Structural highlights
Evolutionary Conservation
Check, as determined by ConSurfDB. You may read the explanation of the method and the full data available from ConSurf.
Publication Abstract from PubMed
Protein methylation at arginines is ubiquitous in eukaryotes and affects signal transduction, gene expression and protein sorting. Hmt1/Rmt1, the major arginine methyltransferase in yeast, catalyzes methylation of arginine residues in several mRNA-binding proteins and facilitates their export from the nucleus. We now report the crystal structure of Hmt1 at 2.9 A resolution. Hmt1 forms a hexamer with approximate 32 symmetry.
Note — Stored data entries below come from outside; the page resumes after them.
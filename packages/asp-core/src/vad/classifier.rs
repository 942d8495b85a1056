//! Per-frame speech/non-speech/noise classification (§4.2).
//!
//! The detector in [`super::VoiceActivityDetector`] is polymorphic over this
//! trait so an energy-based classifier can later be swapped for a neural
//! one without touching the hangover-timer state machine.

use std::collections::VecDeque;

use crate::protocol_constants::{RMS_ADAPTATION_PERCENTILE, RMS_ADAPTATION_WINDOW_MS};

#[derive(Debug, Clone, Copy, PartialEq, Eq)]
pub enum Classification {
    Speech,
    NonSpeech,
    Noise,
}

impl Classification {
    /// Noise counts as non-speech for both `speech.begin` and `speech.end`
    /// purposes (§4.2 tie-break rule).
    pub fn is_speech_like(self) -> bool {
        matches!(self, Classification::Speech)
    }
}

pub trait VoiceClassifier: Send + Sync {
    fn classify(&mut self, frame: &[i16], frame_ms: u32) -> Classification;
}

/// Energy-gate + zero-crossing classifier with an adaptive RMS noise floor.
///
/// The floor tracks the `RMS_ADAPTATION_PERCENTILE` percentile of RMS values
/// observed on frames classified non-speech over the trailing
/// `RMS_ADAPTATION_WINDOW_MS`, so the gate follows slowly changing line
/// noise without needing a calibration step.
pub struct EnergyGateClassifier {
    elapsed_ms: u64,
    non_speech_samples: VecDeque<(u64, f32)>,
    floor: f32,
}

impl EnergyGateClassifier {
    pub fn new() -> Self {
        Self {
            elapsed_ms: 0,
            non_speech_samples: VecDeque::new(),
            floor: 50.0,
        }
    }

    fn rms(frame: &[i16]) -> f32 {
        if frame.is_empty() {
            return 0.0;
        }
        let sum_sq: f64 = frame.iter().map(|&s| (s as f64) * (s as f64)).sum();
        ((sum_sq / frame.len() as f64).sqrt()) as f32
    }

    fn zero_crossing_rate(frame: &[i16]) -> f32 {
        if frame.len() < 2 {
            return 0.0;
        }
        let crossings = frame
            .windows(2)
            .filter(|w| (w[0] >= 0) != (w[1] >= 0))
            .count();
        crossings as f32 / (frame.len() - 1) as f32
    }

    fn update_floor(&mut self, rms: f32) {
        self.non_speech_samples.push_back((self.elapsed_ms, rms));
        let cutoff = self.elapsed_ms.saturating_sub(RMS_ADAPTATION_WINDOW_MS);
        while let Some(&(ts, _)) = self.non_speech_samples.front() {
            if ts < cutoff {
                self.non_speech_samples.pop_front();
            } else {
                break;
            }
        }
        if self.non_speech_samples.is_empty() {
            return;
        }
        let mut values: Vec<f32> = self.non_speech_samples.iter().map(|&(_, v)| v).collect();
        values.sort_by(|a, b| a.partial_cmp(b).unwrap());
        let idx = ((values.len() as f32 - 1.0) * RMS_ADAPTATION_PERCENTILE).round() as usize;
        self.floor = values[idx].max(20.0);
    }
}

impl Default for EnergyGateClassifier {
    fn default() -> Self {
        Self::new()
    }
}

impl VoiceClassifier for EnergyGateClassifier {
    fn classify(&mut self, frame: &[i16], frame_ms: u32) -> Classification {
        self.elapsed_ms += frame_ms as u64;

        let rms = Self::rms(frame);
        let zcr = Self::zero_crossing_rate(frame);

        // Speech sits well above the noise floor with a moderate zero-crossing
        // rate; pure tonal or broadband noise sits near the floor or has an
        // implausible zero-crossing rate (either near-silent or near-pure-tone).
        let classification = if rms < self.floor * 1.5 {
            Classification::NonSpeech
        } else if (0.02..=0.35).contains(&zcr) {
            Classification::Speech
        } else {
            Classification::Noise
        };

        if classification != Classification::Speech {
            self.update_floor(rms);
        }

        classification
    }
}

#[cfg(test)]
mod tests {
    use super::*;

    fn silence_frame(len: usize) -> Vec<i16> {
        vec![0; len]
    }

    fn tone_frame(len: usize, amplitude: i16) -> Vec<i16> {
        (0..len)
            .map(|i| {
                let phase = (i as f32) * 0.2;
                (phase.sin() * amplitude as f32) as i16
            })
            .collect()
    }

    #[test]
    fn silence_classifies_as_non_speech() {
        let mut c = EnergyGateClassifier::new();
        for _ in 0..20 {
            assert_eq!(c.classify(&silence_frame(320), 20), Classification::NonSpeech);
        }
    }

    #[test]
    fn loud_tone_classifies_as_speech_or_noise_never_panics() {
        let mut c = EnergyGateClassifier::new();
        // warm up the floor on silence first
        for _ in 0..10 {
            c.classify(&silence_frame(320), 20);
        }
        let result = c.classify(&tone_frame(320, 8000), 20);
        assert_ne!(result, Classification::NonSpeech);
    }

    #[test]
    fn floor_adapts_upward_with_louder_ambient_noise() {
        let mut c = EnergyGateClassifier::new();
        for _ in 0..200 {
            c.classify(&tone_frame(320, 200), 20);
        }
        assert!(c.floor > 50.0);
    }
}
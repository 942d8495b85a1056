//! Deployment configuration (§6, §10.4).
//!
//! A [`Config`] is loaded from YAML with environment-variable overrides,
//! mirroring the reference server's config loading. Every tunable named in
//! §4 and §5 has a field here with the spec-mandated default, grouped into
//! the same sub-structs the protocol groups them into on the wire
//! (`audio`, `vad`, `pipeline`, `providers`).

use std::path::Path;

use serde::{Deserialize, Serialize};

use crate::audio::Encoding;
use crate::error::{AspError, AspResult};
use crate::protocol_constants::*;

/// Top-level deployment configuration for either ASP endpoint.
#[derive(Debug, Clone, Serialize, Deserialize)]
#[serde(default)]
pub struct Config {
    /// Port the conversation-server binds its WebSocket listener to.
    pub listen_port: u16,
    pub audio: AudioConfig,
    pub vad: VadConfig,
    pub pipeline: PipelineConfig,
    pub providers: ProvidersConfig,
}

impl Default for Config {
    fn default() -> Self {
        Self {
            listen_port: DEFAULT_LISTEN_PORT,
            audio: AudioConfig::default(),
            vad: VadConfig::default(),
            pipeline: PipelineConfig::default(),
            providers: ProvidersConfig::default(),
        }
    }
}

/// Negotiated audio parameters (§4.1, §4.3).
#[derive(Debug, Clone, Serialize, Deserialize)]
#[serde(default)]
pub struct AudioConfig {
    pub telephony_sample_rate: u32,
    pub telephony_encoding: Encoding,
    pub frame_ms: u32,
}

impl Default for AudioConfig {
    fn default() -> Self {
        Self {
            telephony_sample_rate: 8_000,
            telephony_encoding: Encoding::Mulaw,
            frame_ms: DEFAULT_FRAME_MS,
        }
    }
}

/// Voice activity detection tunables (§4.2).
#[derive(Debug, Clone, Copy, Serialize, Deserialize)]
#[serde(default)]
pub struct VadConfig {
    pub min_speech_ms: u32,
    pub silence_hangover_ms: u32,
    pub barge_in_min_ms: u32,
}

impl Default for VadConfig {
    fn default() -> Self {
        Self {
            min_speech_ms: DEFAULT_MIN_SPEECH_MS,
            silence_hangover_ms: DEFAULT_SILENCE_HANGOVER_MS,
            barge_in_min_ms: DEFAULT_BARGE_IN_MIN_MS,
        }
    }
}

impl From<VadConfig> for crate::vad::VadConfig {
    fn from(cfg: VadConfig) -> Self {
        crate::vad::VadConfig {
            min_speech_ms: cfg.min_speech_ms,
            silence_hangover_ms: cfg.silence_hangover_ms,
            barge_in_min_ms: cfg.barge_in_min_ms,
            frame_ms: DEFAULT_FRAME_MS,
        }
    }
}

/// Conversation pipeline tunables (§4.6, §5).
#[derive(Debug, Clone, Copy, Serialize, Deserialize)]
#[serde(default)]
pub struct PipelineConfig {
    pub stt_deadline_ms: u64,
    pub max_chunk_chars: usize,
    pub history_max_turns: usize,
    pub tx_high_watermark: usize,
    pub tx_low_watermark: usize,
    pub backpressure_timeout_ms: u64,
    pub cancel_deadline_ms: u64,
}

impl Default for PipelineConfig {
    fn default() -> Self {
        Self {
            stt_deadline_ms: DEFAULT_STT_DEADLINE_MS,
            max_chunk_chars: DEFAULT_MAX_CHUNK_CHARS,
            history_max_turns: DEFAULT_HISTORY_MAX_TURNS,
            tx_high_watermark: TX_HIGH_WATERMARK,
            tx_low_watermark: TX_LOW_WATERMARK,
            backpressure_timeout_ms: BACKPRESSURE_TIMEOUT_MS,
            cancel_deadline_ms: CANCEL_DEADLINE_MS,
        }
    }
}

impl From<PipelineConfig> for crate::pipeline::PipelineConfig {
    fn from(cfg: PipelineConfig) -> Self {
        crate::pipeline::PipelineConfig {
            stt_deadline_ms: cfg.stt_deadline_ms,
            max_chunk_chars: cfg.max_chunk_chars,
            history_max_turns: cfg.history_max_turns,
            tx_high_watermark: cfg.tx_high_watermark,
            tx_low_watermark: cfg.tx_low_watermark,
            backpressure_timeout_ms: cfg.backpressure_timeout_ms,
        }
    }
}

/// Which provider adapters to wire up. The reference binaries only know how
/// to construct the built-in reference providers (§10.6); this flag exists
/// so a deployment's config file can be explicit about using them rather
/// than silently defaulting.
#[derive(Debug, Clone, Copy, PartialEq, Eq, Serialize, Deserialize)]
#[serde(rename_all = "snake_case")]
pub enum ProviderKind {
    Reference,
}

#[derive(Debug, Clone, Serialize, Deserialize)]
#[serde(default)]
pub struct ProvidersConfig {
    pub kind: ProviderKind,
    pub voice: Option<String>,
    pub language: Option<String>,
}

impl Default for ProvidersConfig {
    fn default() -> Self {
        Self {
            kind: ProviderKind::Reference,
            voice: None,
            language: None,
        }
    }
}

impl Config {
    /// Loads configuration from a YAML file, if given, then applies
    /// `ASP_`-prefixed environment overrides, mirroring the reference
    /// server's `ServerConfig::load`.
    pub fn load(path: Option<&Path>) -> AspResult<Self> {
        let mut config = match path {
            Some(path) => {
                let content = std::fs::read_to_string(path).map_err(|e| {
                    AspError::Configuration(format!("reading {}: {e}", path.display()))
                })?;
                serde_yaml::from_str(&content).map_err(|e| {
                    AspError::Configuration(format!("parsing {}: {e}", path.display()))
                })?
            }
            None => Self::default(),
        };

        config.apply_env_overrides();
        config.validate()?;
        Ok(config)
    }

    fn apply_env_overrides(&mut self) {
        if let Ok(val) = std::env::var("ASP_LISTEN_PORT") {
            if let Ok(port) = val.parse() {
                self.listen_port = port;
            }
        }
        if let Ok(val) = std::env::var("ASP_SILENCE_HANGOVER_MS") {
            if let Ok(ms) = val.parse() {
                self.vad.silence_hangover_ms = ms;
            }
        }
        if let Ok(val) = std::env::var("ASP_STT_DEADLINE_MS") {
            if let Ok(ms) = val.parse() {
                self.pipeline.stt_deadline_ms = ms;
            }
        }
    }

    /// Range/enum checks beyond what the type system already guarantees.
    pub fn validate(&self) -> AspResult<()> {
        if self.audio.frame_ms == 0 {
            return Err(AspError::Configuration("audio.frame_ms must be >= 1".into()));
        }
        if self.vad.barge_in_min_ms == 0 {
            return Err(AspError::Configuration(
                "vad.barge_in_min_ms must be >= 1, or barge-in never arms".into(),
            ));
        }
        if self.pipeline.tx_low_watermark >= self.pipeline.tx_high_watermark {
            return Err(AspError::Configuration(
                "pipeline.tx_low_watermark must be below tx_high_watermark".into(),
            ));
        }
        if self.pipeline.max_chunk_chars == 0 {
            return Err(AspError::Configuration(
                "pipeline.max_chunk_chars must be >= 1".into(),
            ));
        }
        Ok(())
    }
}
//! ASP Conversation Server - standalone headless server for the Audio
//! Session Protocol.
//!
//! Hosts the `/ws` WebSocket listener and runs the conversation pipeline
//! (STT -> LLM -> TTS) for every connected call leg.

mod config;

use std::path::PathBuf;

use anyhow::{Context, Result};
use asp_core::{bootstrap_services, start_server, AppState};
use clap::Parser;
use tokio::signal;

use crate::config::load_config;

/// ASP Conversation Server.
#[derive(Parser, Debug)]
#[command(name = "conversation-server")]
#[command(author, version, about, long_about = None)]
struct Args {
    /// Path to the configuration file (YAML).
    #[arg(short, long, value_name = "FILE")]
    config: Option<PathBuf>,

    /// Log level (error, warn, info, debug, trace).
    #[arg(short, long, default_value = "info", env = "ASP_LOG_LEVEL")]
    log_level: log::LevelFilter,

    /// Listen port (overrides config file and `ASP_LISTEN_PORT`).
    #[arg(short = 'p', long, env = "ASP_LISTEN_PORT_CLI")]
    port: Option<u16>,
}

#[tokio::main]
async fn main() -> Result<()> {
    let args = Args::parse();

    env_logger::Builder::new()
        .filter_level(args.log_level)
        .format_timestamp_millis()
        .init();

    log::info!("ASP Conversation Server v{}", env!("CARGO_PKG_VERSION"));

    let config = load_config(args.config.as_deref(), args.port)
        .context("failed to load configuration")?;

    log::info!(
        "configuration: listen_port={}, provider_kind={:?}",
        config.listen_port,
        config.providers.kind
    );

    let services = bootstrap_services(&config).context("failed to bootstrap services")?;
    log::info!("services bootstrapped successfully");

    let app_state = AppState::builder()
        .from_services(&services)
        .audio_config(config.audio.clone())
        .vad_config(config.vad)
        .build();

    let server_handle = tokio::spawn(async move {
        if let Err(e) = start_server(app_state).await {
            log::error!("server error: {e}");
        }
    });

    log::info!("WebSocket server started on port {}", config.listen_port);

    shutdown_signal().await;
    log::info!("shutdown signal received, cleaning up...");

    services.shutdown().await;
    server_handle.abort();

    log::info!("shutdown complete");
    Ok(())
}

/// Waits for a shutdown signal (Ctrl+C or SIGTERM).
async fn shutdown_signal() {
    let ctrl_c = async {
        signal::ctrl_c()
            .await
            .expect("failed to install Ctrl+C handler");
    };

    #[cfg(unix)]
    let terminate = async {
        signal::unix::signal(signal::unix::SignalKind::terminate())
            .expect("failed to install SIGTERM handler")
            .recv()
            .await;
    };

    #[cfg(not(unix))]
    let terminate = std::future::pending::<()>();

    tokio::select! {
        _ = ctrl_c => {},
        _ = terminate => {},
    }
}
The surface of the oligomer is dominated by large acidic cavities at the dimer interfaces. Mutation of dimer contact sites eliminates activity of Hmt1 both in vivo and in vitro. Mutating residues in the acidic cavity significantly reduces binding and methylation of the substrate Npl3.
The structure and oligomerization of the yeast arginine methyltransferase, Hmt1.,Weiss VH, McBride AE, Soriano MA, Filman DJ, Silver PA, Hogle JM Nat Struct Biol. 2000 Dec;7(12):1165-71. PMID:11101900[1]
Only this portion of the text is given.